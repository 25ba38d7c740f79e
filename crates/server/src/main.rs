use std::net::SocketAddr;
use std::panic::PanicHookInfo;
use std::sync::Arc;
use std::time::Duration;

use clap::{Parser, Subcommand};
use eyre::{WrapErr, bail};
use ktm_gemini::{DEFAULT_ENDPOINT, DEFAULT_MODEL, GeminiConfig, GeminiGenerator};
use ktm_transit::prelude::*;
use ktm_transit::prompt::DEFAULT_REGION;
use tracing_subscriber::{
    filter::{FilterFn, LevelFilter},
    layer::SubscriberExt,
    util::SubscriberInitExt,
};

mod render;
mod routes;
mod view;

#[derive(Parser, Debug)]
#[command(
    name = "ktm-transit",
    author,
    version,
    about = "Look up bus routes by number or name",
    long_about = "Resolves a bus number or route name into a validated route with stops, \
                  schedule, traffic assessment and grounding sources, using a generative \
                  model with map grounding. Serves the result as JSON or prints it."
)]
struct Args {
    /// API key for the model service
    #[arg(long, env = "GEMINI_API_KEY", hide_env_values = true)]
    api_key: String,

    /// Model name
    #[arg(long, default_value = DEFAULT_MODEL)]
    model: String,

    /// Base URL of the model service
    #[arg(long, default_value = DEFAULT_ENDPOINT)]
    endpoint: String,

    /// Request timeout for a single model call
    #[arg(long, default_value_t = 60)]
    timeout_secs: u64,

    /// Transit region named in the prompt
    #[arg(long, default_value = DEFAULT_REGION)]
    region: String,

    /// Verbose output (show debug messages)
    #[arg(short, long, global = true)]
    verbose: bool,

    #[command(subcommand)]
    command: Command,
}

#[derive(Subcommand, Debug)]
enum Command {
    /// Serve the JSON API
    Serve {
        #[arg(long, default_value = "127.0.0.1:8080")]
        bind: SocketAddr,
    },
    /// Resolve one query and print the route
    Query {
        /// Bus number or route name, e.g. "Ratnapark to Bhaktapur"
        #[arg(required = true, num_args = 1..)]
        query: Vec<String>,
    },
}

fn setup_logging(verbose: bool) {
    let level = if verbose {
        LevelFilter::DEBUG
    } else {
        LevelFilter::INFO
    };
    let filter = FilterFn::new(|meta| meta.module_path().unwrap_or_default().starts_with("ktm"));

    tracing_subscriber::registry()
        .with(tracing_subscriber::fmt::layer().with_target(false))
        .with(filter)
        .with(level)
        .init();
    std::panic::set_hook(Box::new(panic_hook));
}

fn panic_hook(info: &PanicHookInfo) {
    tracing::error!("{info}")
}

#[tokio::main]
async fn main() -> eyre::Result<()> {
    let args = Args::parse();
    setup_logging(args.verbose);

    let config = GeminiConfig {
        api_key: args.api_key,
        model: args.model,
        endpoint: args.endpoint,
        timeout: Duration::from_secs(args.timeout_secs),
    };
    tracing::debug!("model config: {config:?}");

    let generator = GeminiGenerator::new(config).wrap_err("Failed to build HTTP client")?;
    let resolver = RouteResolver::with_template(generator, PromptTemplate::new(args.region));

    match args.command {
        Command::Serve { bind } => serve(resolver, bind).await,
        Command::Query { query } => {
            let query = query.join(" ");
            match resolver.resolve(&query).await {
                Ok(report) => {
                    print!("{}", render::ReportText(&report));
                    Ok(())
                }
                Err(e) => {
                    tracing::warn!("query failed ({}): {}", e.kind(), e);
                    bail!("{}", e.user_message())
                }
            }
        }
    }
}

async fn serve(resolver: RouteResolver<GeminiGenerator>, bind: SocketAddr) -> eyre::Result<()> {
    let state = Arc::new(routes::AppState {
        resolver,
        session: QuerySession::new(),
    });
    let app = routes::create_router(state);

    let listener = tokio::net::TcpListener::bind(bind)
        .await
        .wrap_err_with(|| format!("Failed to bind {bind}"))?;
    tracing::info!("listening on http://{}", listener.local_addr()?);

    axum::serve(listener, app)
        .with_graceful_shutdown(async {
            let _ = tokio::signal::ctrl_c().await;
            tracing::info!("shutting down");
        })
        .await
        .wrap_err("Server error")
}
//! # ktm-transit
//!
//! Resolves free-text bus queries into validated route records.
//!
//! ## Features
//!
//! - **Strict validation**: generator output is checked field by field before it becomes a [`Route`]
//! - **Grounding sources**: citation URLs deduplicated for display
//! - **Derived views**: cumulative stop timeline and a synthetic hourly crowd estimate
//! - **Pluggable generation**: implement [`RouteTextGenerator`] for your model backend
//! - **Out-of-order safety**: [`QuerySession`] only publishes the latest query's result
//!
//! ## Example
//!
//! ```
//! use ktm_transit::prelude::*;
//!
//! let raw = r#"{"busNumber": "Ba 1 Ja 1234", "routeName": "Ring Road", "frequencyMinutes": 10,
//!  "firstBusTime": "05:00", "lastBusTime": "20:00", "trafficCondition": "Moderate",
//!  "stops": [
//!    {"id": 1, "name": "Ratnapark", "distanceFromPreviousKm": 0, "typicalTravelTimeMinutes": 0},
//!    {"id": 2, "name": "Baneshwor", "distanceFromPreviousKm": 3, "typicalTravelTimeMinutes": 12}
//!  ]}"#;
//!
//! let route = parse_route(raw).unwrap();
//! let timeline = Timeline::from_stops(route.stops());
//! assert_eq!(timeline.total_minutes(), 12);
//! ```

pub mod estimate;
pub mod grounding;
pub mod identifiers;
pub mod models;
pub mod network;
pub mod parse;
pub mod prompt;
pub mod resolver;
pub mod session;

// Re-exports for convenience
pub mod prelude {
    pub use crate::estimate::{
        CrowdSample, StopPosition, Timeline, TimelineEntry, synthesize_crowd,
        synthesize_crowd_with,
    };
    pub use crate::grounding::{ChunkSource, GroundingChunk, SourceUrls, dedup_sources};
    pub use crate::identifiers::*;
    pub use crate::models::types::*;
    pub use crate::network::traits::*;
    pub use crate::parse::{parse_route, strip_code_fences};
    pub use crate::prompt::{DEFAULT_SUGGESTIONS, PromptTemplate};
    pub use crate::resolver::{RouteReport, RouteResolver};
    pub use crate::session::{DisplayState, QuerySession, QueryTicket};
}

pub use prelude::*;
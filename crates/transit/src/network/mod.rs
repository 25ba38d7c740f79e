//! Generator abstraction.

pub mod traits;

pub use traits::{GeneratedText, RouteTextGenerator};
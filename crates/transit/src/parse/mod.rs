//! Turning generator output into a validated [`Route`].

mod fence;
mod schema;

pub use fence::strip_code_fences;

use serde_json::Value;

use crate::models::types::*;

/// Parse and validate raw generator text.
///
/// The returned route carries an empty source set; callers attach grounding
/// sources with [`Route::with_sources`]. Failures are returned as-is and never
/// retried here.
pub fn parse_route(raw: &str) -> Result<Route> {
    let text = strip_code_fences(raw);
    if text.is_empty() {
        return Err(RouteError::EmptyResponse);
    }

    let value: Value =
        serde_json::from_str(text).map_err(|e| RouteError::MalformedPayload(e.to_string()))?;

    match value {
        Value::Object(obj) => schema::route_from_object(&obj),
        _ => Err(RouteError::MalformedPayload(
            "top-level value is not an object".into(),
        )),
    }
}
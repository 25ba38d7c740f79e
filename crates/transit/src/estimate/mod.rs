//! Values derived from a resolved route for display.

pub mod crowd;
pub mod timeline;

pub use crowd::{CrowdSample, synthesize_crowd, synthesize_crowd_with};
pub use timeline::{StopPosition, Timeline, TimelineEntry};
//! The single "current displayed route" slot.
//!
//! Queries may complete out of order. Every query takes a ticket with a
//! strictly increasing sequence number, and only the most recently issued
//! ticket may update the slot. Older results are dropped on arrival.

use std::sync::Arc;
use std::sync::atomic::{AtomicU64, Ordering};

use serde::Serialize;
use tokio::sync::RwLock;

use crate::models::types::*;
use crate::network::traits::RouteTextGenerator;
use crate::resolver::{RouteReport, RouteResolver};

/// Proof that a query was issued; compared against the latest on completion
#[derive(Clone, Copy, Debug, PartialEq, Eq, PartialOrd, Ord)]
pub struct QueryTicket(u64);

impl QueryTicket {
    pub fn sequence(&self) -> u64 {
        self.0
    }
}

#[derive(Clone, Debug, Default, PartialEq, Serialize)]
#[serde(tag = "state", rename_all = "lowercase")]
pub enum DisplayState {
    #[default]
    Idle,
    Loading,
    Loaded {
        #[serde(flatten)]
        report: Arc<RouteReport>,
    },
    Failed {
        message: &'static str,
    },
}

impl DisplayState {
    pub fn report(&self) -> Option<&Arc<RouteReport>> {
        match self {
            Self::Loaded { report } => Some(report),
            _ => None,
        }
    }
}

#[derive(Debug, Default)]
pub struct QuerySession {
    issued: AtomicU64,
    slot: RwLock<DisplayState>,
}

impl QuerySession {
    pub fn new() -> Self {
        Self::default()
    }

    /// Issue a new ticket. Any result for an earlier ticket is now stale.
    pub async fn begin(&self) -> QueryTicket {
        let mut slot = self.slot.write().await;
        let ticket = QueryTicket(self.issued.fetch_add(1, Ordering::SeqCst) + 1);
        *slot = DisplayState::Loading;
        ticket
    }

    pub fn latest(&self) -> Option<QueryTicket> {
        match self.issued.load(Ordering::SeqCst) {
            0 => None,
            n => Some(QueryTicket(n)),
        }
    }

    /// Store the outcome for `ticket` if it is still the latest.
    ///
    /// Returns the new display state, or `None` when the result was
    /// superseded and discarded.
    pub async fn complete(
        &self,
        ticket: QueryTicket,
        outcome: Result<RouteReport>,
    ) -> Option<DisplayState> {
        let mut slot = self.slot.write().await;

        if self.latest() != Some(ticket) {
            tracing::debug!(
                "discarding result for query #{} (latest is #{})",
                ticket.0,
                self.issued.load(Ordering::SeqCst)
            );
            return None;
        }

        *slot = match outcome {
            Ok(report) => DisplayState::Loaded {
                report: Arc::new(report),
            },
            Err(e) => {
                tracing::warn!("query #{} failed ({}): {}", ticket.0, e.kind(), e);
                DisplayState::Failed {
                    message: e.user_message(),
                }
            }
        };

        Some(slot.clone())
    }

    /// Resolve `query` and publish the result if no newer query overtook it.
    ///
    /// Blank queries are ignored and leave the slot untouched.
    pub async fn run<G: RouteTextGenerator>(
        &self,
        resolver: &RouteResolver<G>,
        query: &str,
    ) -> Option<DisplayState> {
        if query.trim().is_empty() {
            return None;
        }

        let ticket = self.begin().await;
        let outcome = resolver.resolve(query).await;
        self.complete(ticket, outcome).await
    }

    pub async fn current(&self) -> DisplayState {
        self.slot.read().await.clone()
    }

    pub async fn is_pending(&self) -> bool {
        matches!(*self.slot.read().await, DisplayState::Loading)
    }
}
//! Instruction template sent to the route text generator.

pub const DEFAULT_REGION: &str = "Kathmandu Valley";

/// Example queries offered before the first search
pub const DEFAULT_SUGGESTIONS: [&str; 5] = [
    "Ring Road (Ba 1 Ja 1234)",
    "Ratnapark to Bhaktapur",
    "Lagankhel to Budhanilkantha",
    "Kalanki to Thankot",
    "Koteshwor to Gongabu",
];

const MIN_STOPS: usize = 8;
const MAX_STOPS: usize = 10;

const SCHEMA: &str = r#"{
  "routeId": "string (optional)",
  "busNumber": "string",
  "routeName": "string",
  "description": "string",
  "frequencyMinutes": number,
  "firstBusTime": "HH:MM",
  "lastBusTime": "HH:MM",
  "trafficCondition": "Light" | "Moderate" | "Heavy",
  "trafficAnalysis": "string",
  "stops": [
    {
      "id": number,
      "name": "string",
      "distanceFromPreviousKm": number,
      "typicalTravelTimeMinutes": number,
      "landmark": "string or null"
    }
  ]
}"#;

#[derive(Clone, Debug)]
pub struct PromptTemplate {
    region: String,
}

impl Default for PromptTemplate {
    fn default() -> Self {
        Self::new(DEFAULT_REGION)
    }
}

impl PromptTemplate {
    pub fn new(region: impl Into<String>) -> Self {
        Self {
            region: region.into(),
        }
    }

    pub fn region(&self) -> &str {
        &self.region
    }

    /// Embed a user query into the fixed instructions.
    pub fn render(&self, query: &str) -> String {
        let region = &self.region;
        let query = query.trim();

        format!(
            "You are a transit assistant for the {region} bus network.\n\
             A rider is looking for the bus route matching: \"{query}\".\n\
             \n\
             1. Identify the route, its major stops in travel order, and its daily schedule.\n\
             2. Use the map tool to confirm where each stop is and to judge current or typical traffic along the route.\n\
             3. Rate traffic as exactly one of Light, Moderate or Heavy and explain the rating briefly.\n\
             4. Reply with one raw JSON object and nothing else. No markdown, no code fences.\n\
             \n\
             The object must follow this structure:\n\
             {SCHEMA}\n\
             \n\
             List between {MIN_STOPS} and {MAX_STOPS} stops. For the first stop, distanceFromPreviousKm and \
             typicalTravelTimeMinutes are 0. Times use the 24-hour HH:MM format."
        )
    }
}
//! Cumulative travel times along a route's stop sequence.

use serde::Serialize;

use crate::models::types::{ServiceTime, Stop};

/// Where a stop sits in the sequence
#[derive(Clone, Copy, Debug, PartialEq, Eq, Serialize)]
#[serde(rename_all = "lowercase")]
pub enum StopPosition {
    Origin,
    Intermediate,
    Terminus,
}

#[derive(Clone, Debug, PartialEq, Serialize)]
#[serde(rename_all = "camelCase")]
pub struct TimelineEntry {
    pub stop_id: i64,
    /// Sum of per-leg travel times for every stop up to and including this one
    pub cumulative_minutes: u32,
    /// Length of the leg arriving here; `None` for the origin
    pub leg_distance_km: Option<f64>,
    pub position: StopPosition,
}

/// Derived timeline for one stop sequence. Recompute when the route changes.
#[derive(Clone, Debug, Default, PartialEq, Serialize)]
pub struct Timeline {
    entries: Vec<TimelineEntry>,
}

impl Timeline {
    pub fn from_stops(stops: &[Stop]) -> Self {
        let last = stops.len().saturating_sub(1);
        let mut cumulative = 0u32;

        let entries = stops
            .iter()
            .enumerate()
            .map(|(i, stop)| {
                cumulative = cumulative.saturating_add(stop.typical_travel_time_minutes);
                let position = match i {
                    0 => StopPosition::Origin,
                    i if i == last => StopPosition::Terminus,
                    _ => StopPosition::Intermediate,
                };

                TimelineEntry {
                    stop_id: stop.id,
                    cumulative_minutes: cumulative,
                    leg_distance_km: (i > 0).then_some(stop.distance_from_previous_km),
                    position,
                }
            })
            .collect();

        Self { entries }
    }

    pub fn entries(&self) -> &[TimelineEntry] {
        &self.entries
    }

    pub fn is_empty(&self) -> bool {
        self.entries.is_empty()
    }

    /// Total trip duration; zero for an empty sequence
    pub fn total_minutes(&self) -> u32 {
        self.entries.last().map_or(0, |e| e.cumulative_minutes)
    }

    /// Sum of leg distances, excluding the leg into the origin
    pub fn total_distance_km(&self) -> f64 {
        self.entries.iter().filter_map(|e| e.leg_distance_km).sum()
    }

    /// Clock time at each stop for a bus leaving the origin at `departure`
    pub fn arrivals_from(&self, departure: ServiceTime) -> Vec<ServiceTime> {
        let offset = self
            .entries
            .first()
            .map_or(0, |origin| origin.cumulative_minutes);

        self.entries
            .iter()
            .map(|e| departure.plus_minutes(e.cumulative_minutes - offset))
            .collect()
    }
}
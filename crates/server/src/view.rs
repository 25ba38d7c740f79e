//! JSON shapes consumed by the presentation layer.

use ktm_transit::prelude::*;
use serde::Serialize;

#[derive(Debug, Serialize)]
#[serde(rename_all = "camelCase")]
pub struct RouteView<'a> {
    pub route: &'a Route,
    pub crowd: &'a [CrowdSample],
    pub timeline: Vec<TimelineEntry>,
    pub total_minutes: u32,
    pub total_distance_km: f64,
    pub daily_departures: u32,
    pub sources: Vec<LabeledSource<'a>>,
}

#[derive(Debug, Serialize)]
pub struct LabeledSource<'a> {
    pub label: String,
    pub url: &'a str,
}

impl<'a> RouteView<'a> {
    pub fn new(report: &'a RouteReport) -> Self {
        let timeline = report.timeline();

        Self {
            route: &report.route,
            crowd: &report.crowd,
            total_minutes: timeline.total_minutes(),
            total_distance_km: timeline.total_distance_km(),
            timeline: timeline.entries().to_vec(),
            daily_departures: report.route.daily_departures(),
            sources: report
                .route
                .source_urls()
                .labeled()
                .map(|(label, url)| LabeledSource { label, url })
                .collect(),
        }
    }
}

#[derive(Debug, Serialize)]
#[serde(tag = "state", rename_all = "lowercase")]
pub enum StateView<'a> {
    Idle,
    Loading,
    Loaded(RouteView<'a>),
    Failed { message: &'static str },
}

impl<'a> StateView<'a> {
    pub fn new(state: &'a DisplayState) -> Self {
        match state {
            DisplayState::Idle => Self::Idle,
            DisplayState::Loading => Self::Loading,
            DisplayState::Loaded { report } => Self::Loaded(RouteView::new(report)),
            DisplayState::Failed { message } => Self::Failed { message: *message },
        }
    }
}

#[derive(Debug, Serialize)]
pub struct ErrorBody {
    pub error: &'static str,
}
//! Poll-cycle orchestration and ownership of the last-known telemetry.

use std::time::Duration;

use crate::fault::FaultCounts;
use crate::protocol::{
    self, BasicInfo, CellVoltages, DeviceName, MosfetControl, ProductionDate, ProtectionStatus,
    SoftwareVersion,
};
use crate::Error;

#[cfg(feature = "serde")]
use serde::{Deserialize, Serialize};

/// Byte-oriented request/response channel supplied by a collaborator.
///
/// `read_until` fills `buffer` with everything received before the
/// terminator byte, consumes the terminator without storing it, and returns
/// the byte count. A count of zero, a partial frame, or an `Err` are all
/// treated as a failed exchange by the session.
pub trait Transport {
    fn write(&mut self, bytes: &[u8]) -> std::io::Result<usize>;

    fn read_until(
        &mut self,
        terminator: u8,
        buffer: &mut [u8],
        timeout: Duration,
    ) -> std::io::Result<usize>;
}

/// Last-known decoded state of the pack.
///
/// Owned exclusively by the session and overwritten field-group by
/// field-group on each successful decode; a failed query leaves the
/// affected group at its previous value.
#[derive(Debug, Default, Clone, PartialEq)]
#[cfg_attr(feature = "serde", derive(Serialize, Deserialize))]
pub struct Telemetry {
    pub total_voltage: f32,
    pub current: f32, // negative=discharging, positive=charging
    pub balance_capacity: f32,
    pub rated_capacity: f32,
    pub cycle_count: u16,
    pub production_date: ProductionDate,
    pub protection_status: ProtectionStatus,
    pub software_version: SoftwareVersion,
    pub state_of_charge: u8,
    pub charge_fet_enabled: bool,
    pub discharge_fet_enabled: bool,
    pub num_cells: u8,
    pub num_temperature_sensors: u8,
    pub temperatures: Vec<f32>,
    pub cell_voltages: Vec<f32>,
    pub balance_status: u32,
    /// Empty until the name query first succeeds.
    pub name: String,
}

impl Telemetry {
    fn apply_basic_info(&mut self, info: BasicInfo) {
        self.total_voltage = info.total_voltage;
        self.current = info.current;
        self.balance_capacity = info.balance_capacity;
        self.rated_capacity = info.rated_capacity;
        self.cycle_count = info.cycle_count;
        self.production_date = info.production_date;
        self.protection_status = info.protection_status;
        self.software_version = info.software_version;
        self.state_of_charge = info.state_of_charge;
        self.charge_fet_enabled = info.charge_fet_enabled;
        self.discharge_fet_enabled = info.discharge_fet_enabled;
        self.num_cells = info.num_cells;
        self.num_temperature_sensors = info.num_temperature_sensors;
        self.temperatures = info.temperatures;
        self.balance_status = info.balance_status;
    }

    /// Whether cell `cell` is currently balancing. False for any index at
    /// or beyond the reported cell count, or beyond the 32-bit mask.
    pub fn is_balancing(&self, cell: usize) -> bool {
        if cell >= 32 || cell >= usize::from(self.num_cells) {
            return false;
        }
        (self.balance_status >> cell) & 1 != 0
    }
}

struct Link<T> {
    transport: T,
    timeout: Duration,
}

impl<T: Transport> Link<T> {
    /// One blocking write followed by one blocking terminator-bounded read,
    /// validated before any byte is trusted.
    fn exchange(&mut self, request: &[u8], expected_command: u8) -> Result<Vec<u8>, Error> {
        log::trace!("send: {:02X?}", request);
        self.transport.write(request)?;

        let mut buffer = [0u8; protocol::RX_BUFFER_SIZE];
        let received = self
            .transport
            .read_until(protocol::STOP_BYTE, &mut buffer, self.timeout)?;
        log::trace!("receive: {:02X?}", &buffer[..received]);

        protocol::validate(&buffer, expected_command, received)?;
        Ok(buffer[..received].to_vec())
    }
}

/// Drives the query sequence against one BMS and owns the resulting state.
///
/// Starts disabled; polling is a no-op until a transport is attached with
/// [`BmsSession::start`].
pub struct BmsSession<T> {
    link: Option<Link<T>>,
    telemetry: Telemetry,
    last_protection_status: ProtectionStatus,
    fault_counts: FaultCounts,
    com_error: bool,
}

impl<T: Transport> BmsSession<T> {
    pub fn new() -> Self {
        Self {
            link: None,
            telemetry: Telemetry::default(),
            last_protection_status: ProtectionStatus::default(),
            fault_counts: FaultCounts::default(),
            com_error: false,
        }
    }

    /// Attach a transport and enable polling. `read_timeout` bounds every
    /// blocking read; total poll latency is bounded only through it.
    pub fn start(&mut self, transport: T, read_timeout: Duration) {
        self.link = Some(Link {
            transport,
            timeout: read_timeout,
        });
    }

    /// Disable polling and hand the transport back.
    pub fn stop(&mut self) -> Option<T> {
        self.link.take().map(|link| link.transport)
    }

    pub fn is_enabled(&self) -> bool {
        self.link.is_some()
    }

    /// Run one poll cycle: basic info, cell voltages, and - while the name
    /// is still unknown - the name query. Each exchange independently sets
    /// or clears the communication-error flag; a failure never aborts the
    /// remaining queries and never discards previously decoded state.
    pub fn poll(&mut self) {
        let Some(link) = self.link.as_mut() else {
            return;
        };

        match link
            .exchange(&BasicInfo::request(), protocol::CMD_BASIC_SYSTEM_INFO)
            .and_then(|frame| BasicInfo::decode(&frame))
        {
            Ok(info) => {
                self.com_error = false;
                self.fault_counts = self
                    .fault_counts
                    .observe(self.last_protection_status, info.protection_status);
                self.last_protection_status = info.protection_status;
                self.telemetry.apply_basic_info(info);
            }
            Err(err) => {
                log::warn!("Basic info query failed: {err}");
                self.com_error = true;
            }
        }

        match link
            .exchange(&CellVoltages::request(), protocol::CMD_CELL_VOLTAGES)
            .and_then(|frame| CellVoltages::decode(&frame, self.telemetry.num_cells))
        {
            Ok(voltages) => {
                self.com_error = false;
                self.telemetry.cell_voltages = voltages;
            }
            Err(err) => {
                log::warn!("Cell voltage query failed: {err}");
                self.com_error = true;
            }
        }

        if self.telemetry.name.is_empty() {
            match link
                .exchange(&DeviceName::request(), protocol::CMD_NAME)
                .and_then(|frame| DeviceName::decode(&frame))
            {
                Ok(name) => {
                    self.com_error = false;
                    self.telemetry.name = name;
                }
                Err(err) => {
                    log::warn!("Name query failed: {err}");
                    self.com_error = true;
                }
            }
        }
    }

    /// Gate the charge and discharge MOSFETs. No-op while disabled.
    pub fn set_mosfet_control(&mut self, charge: bool, discharge: bool) {
        let Some(link) = self.link.as_mut() else {
            return;
        };
        match link.exchange(
            &MosfetControl::request(charge, discharge),
            protocol::CMD_CTL_MOSFET,
        ) {
            Ok(_) => self.com_error = false,
            Err(err) => {
                log::warn!("MOSFET control command failed: {err}");
                self.com_error = true;
            }
        }
    }

    pub fn telemetry(&self) -> &Telemetry {
        &self.telemetry
    }

    pub fn fault_counts(&self) -> FaultCounts {
        self.fault_counts
    }

    pub fn clear_fault_counts(&mut self) {
        self.fault_counts.clear();
    }

    /// True iff the most recent exchange failed validation.
    pub fn has_communication_error(&self) -> bool {
        self.com_error
    }

    pub fn is_balancing(&self, cell: usize) -> bool {
        self.telemetry.is_balancing(cell)
    }
}

impl<T: Transport> Default for BmsSession<T> {
    fn default() -> Self {
        Self::new()
    }
}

——————

_What is needed:_ Scan the material above for lines holding "LevelFilter" and copy each of them.

_Response box:_
    filter::{FilterFn, LevelFilter},
        LevelFilter::DEBUG
        LevelFilter::INFO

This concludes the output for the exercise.